Peki siz Serter Bey?
Serter Karataban: Benim hikayem biraz daha farklı. Birincisi ben, müzik ile haşır neşirdim. Belki de öncelikle şunu söylemeliyim: Bence mimarlığın çok önemsenmesi gereken organizasyonel bir tarafı var. Bunun illa ki şantiye organizasyonu ile de ilgisi yok. Proje koordinasyonu, nasıl başlatılacağı ve yürütüleceği... Bunların hepsi bir organizasyon işi. Biraz Allah vergisi de olabilir; benim organizasyona karşı ilgim ve yeteneğim var. Lisede iken bile okul vakfının tüm büyük organizasyonlarını bir öğrenci olmama rağmen bana yaptırırlardı: Yurtdışı gezileri, büyük davetler, konserler... Organizasyon yeteneğimin, müzik çalışmalarımın, bir şey yaratmak, ortaya çıkarmanın benim için vazgeçilmez oluşu ile bir araya gelmesi, beni mimarlığa yönlendirdi. Ben de elbette biraz da babamın etkisi ile ikna oldum.

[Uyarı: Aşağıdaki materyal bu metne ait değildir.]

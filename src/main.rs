use std::path::PathBuf;

use anyhow::Context;
use anyhow::Result;
use clap::Parser;
use mongodb::bson::Bson;
use mongodb::bson::Document;
use mongodb::sync::Client;
use slog::info;

use odm_cursor::logging::LogLevel;
use odm_cursor::Conf;
use odm_cursor::CursorAdapter;
use odm_cursor::FindQuery;
use odm_cursor::QueryCache;

/// Print documents from a MongoDB collection as relaxed extended JSON.
#[derive(Debug, Parser)]
#[command(version, about)]
struct Cli {
    /// Collection to read documents from.
    #[arg(long)]
    collection: String,

    /// Path to the YAML configuration file.
    #[arg(long)]
    config: Option<PathBuf>,

    /// Extended JSON filter documents must match.
    #[arg(long)]
    filter: Option<String>,

    /// Maximum number of documents to print.
    #[arg(long)]
    limit: Option<usize>,

    /// Emit logs from a background thread.
    #[arg(long)]
    log_async: bool,

    /// Verbosity level for logs emitted to standard error.
    #[arg(long, value_enum, default_value_t)]
    log_level: LogLevel,
}

fn main() {
    if let Err(error) = run() {
        eprintln!("{:?}", error);
        std::process::exit(1);
    }
}

fn run() -> Result<()> {
    let cli = Cli::parse();
    let conf = match &cli.config {
        None => Conf::default(),
        Some(path) => Conf::from_file(path)?,
    };
    let logger = odm_cursor::logging::configure(cli.log_level, cli.log_async);
    let filter = match &cli.filter {
        None => Document::new(),
        Some(filter) => parse_filter(filter)?,
    };

    info!(logger, "Connecting to MongoDB"; "db" => %conf.mongodb.db);
    let client = Client::with_uri_str(&conf.mongodb.uri)
        .with_context(|| format!("failed to connect to MongoDB URI '{}'", conf.mongodb.uri))?;
    let collection = client
        .database(&conf.mongodb.db)
        .collection::<Document>(&cli.collection);
    let query = FindQuery::with_conf(collection, filter, &conf, logger.clone());
    let mut adapter = CursorAdapter::new(query, logger.clone());
    if conf.cache.enabled {
        adapter = adapter.with_cache(QueryCache::new(&conf.cache)?);
    }

    for document in adapter.materialize(cli.limit)? {
        let document = Bson::Document(document).into_relaxed_extjson();
        println!("{}", document);
    }
    Ok(())
}

/// Decode an extended JSON filter into a BSON document.
fn parse_filter(filter: &str) -> Result<Document> {
    let filter: serde_json::Value =
        serde_json::from_str(filter).context("the filter is not valid JSON")?;
    let filter = Bson::try_from(filter).context("the filter is not valid extended JSON")?;
    match filter {
        Bson::Document(filter) => Ok(filter),
        other => anyhow::bail!(
            "the filter must be a document, found {:?}",
            other.element_type()
        ),
    }
}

NG: Organizatör olacağına mimar ol! (gülüyorlar)
SK: Ahmet San vardı o zaman meşhur.
NG: Benim sınıf arkadaşımdır.
SK: Velhasıl, sıra üniversite sınavı için tercihlere geldi. Bizim zamanımızda bunlar sınavdan önce yapılıyordu. Benim ağabeyim de İTÜ Makine'de okuyordu. Ben de saplantılı bir şekilde İTÜ Makine yazmayı düşünüyordum. İşte babam o noktada "Bak sen şöyle şöylesin; neden mimarlık yazmıyorsun?" dedi. Gerçi ben eminim, ne okusam ilgilenerek, severek yapardım. Ama mimarlık "tam" oldu diye düşünüyorum.Öncesinde bir "çizim yeteneği" de vardı da o da sizi etkilemiş olabilir mi?

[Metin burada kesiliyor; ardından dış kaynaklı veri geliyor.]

//! Demo binary: wires a hardcoded two-waypoint path through
//! [`trajopt_core::ProblemBuilder`] against the in-memory recording solver
//! and logs the resulting problem shape.
//!
//! This is explicitly a demo, not a product CLI — there is no file I/O, no
//! path format, and no real NLP backend. It exists to exercise the builder
//! end to end without linking one.

use clap::Parser;
use min_len_vec::{OneOrMore, TwoOrMore};
use trajopt_core::{BuilderConfig, Drivetrain, InitialGuessPoint, Path, ProblemBuilder, Waypoint};
use trajopt_geometry::{Point, Polygon};
use trajopt_mock_solver::RecordingSolverAdapter;
use tracing::{error, info};

#[derive(Parser)]
#[command(version, author, about)]
struct Cli {
    /// Number of control intervals in the path's single segment.
    #[arg(long, default_value_t = 4)]
    control_intervals: usize,

    /// Heuristic seconds-per-segment used to seed every `dt_segment`.
    #[arg(long, default_value_t = 5.0)]
    initial_timestep_guess_seconds: f64,
}

fn main() {
    tracing_subscriber::fmt()
        .with_env_filter(
            tracing_subscriber::EnvFilter::from_default_env().add_directive(tracing::Level::DEBUG.into()),
        )
        .init();

    let cli = Cli::parse();

    let bumpers = Polygon::new(
        0.3,
        OneOrMore::new(vec![Point::new(0.0, 0.0)]).expect("one corner is always at least one"),
    );
    let wp0 = Waypoint::new(
        0,
        OneOrMore::new(vec![InitialGuessPoint::new(0.0, 0.0, 0.0)])
            .expect("one guess point is always at least one"),
    );
    let wp1 = Waypoint::new(
        cli.control_intervals,
        OneOrMore::new(vec![InitialGuessPoint::new(4.0, 0.0, 0.0)])
            .expect("one guess point is always at least one"),
    );
    let path = Path::new(
        TwoOrMore::new(vec![wp0, wp1]).expect("two waypoints are always at least two"),
        bumpers,
    );

    let builder = ProblemBuilder::with_config(BuilderConfig {
        initial_timestep_guess_seconds: cli.initial_timestep_guess_seconds,
    });
    let mut solver = RecordingSolverAdapter::new();

    match builder.build(&mut solver, &path, Drivetrain) {
        Ok(problem) => {
            info!(
                samples = problem.x.len(),
                intervals = problem.dt.len(),
                constraints = solver.constraints().len(),
                "built problem"
            );
            let trajectory = problem.extract(&solver);
            info!(x = ?trajectory.x, y = ?trajectory.y, "initial-guess trajectory");
        }
        Err(err) => {
            error!(%err, "failed to build problem");
            std::process::exit(1);
        }
    }
}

SK: Yoktu ama olması gerektiğine çok da inanmıyorum.
NG: Şimdi, çizim yeteneği gerekmiyor ki zaten! Ben DGSA'ya girdiğim de müthiş bir yetenek sınavından geçiyordunuz. Ama kaldırıldı.
Peki sizce iyi mi oldu? Mesela Serter Bey gibi işin organizasyonel yönündeki yeteneği ile ön plana çıkan öğrencilere kapı açıldı diyebilir miyiz?
NG: Çok kötü oldu!
SK: Ben çıkayım isterseniz... (gülüyor)
NG: Sen gelsene benimle bir okula! Durum feci, hakikaten öyle. Hocalarda da var bu. Bazı hocalar öğrencilerle bilgisayar başına oturuyor; projeye burada bakıyor, düzeltiyorlar. Hayatında eline cetvel almamış bir mimar olabilir mi? Her şeye bilgisayardan bakıyor; büyütüyor bakıyor, küçültüyor bakıyor. Ama hiç 1/50 ölçekte çizmemiş!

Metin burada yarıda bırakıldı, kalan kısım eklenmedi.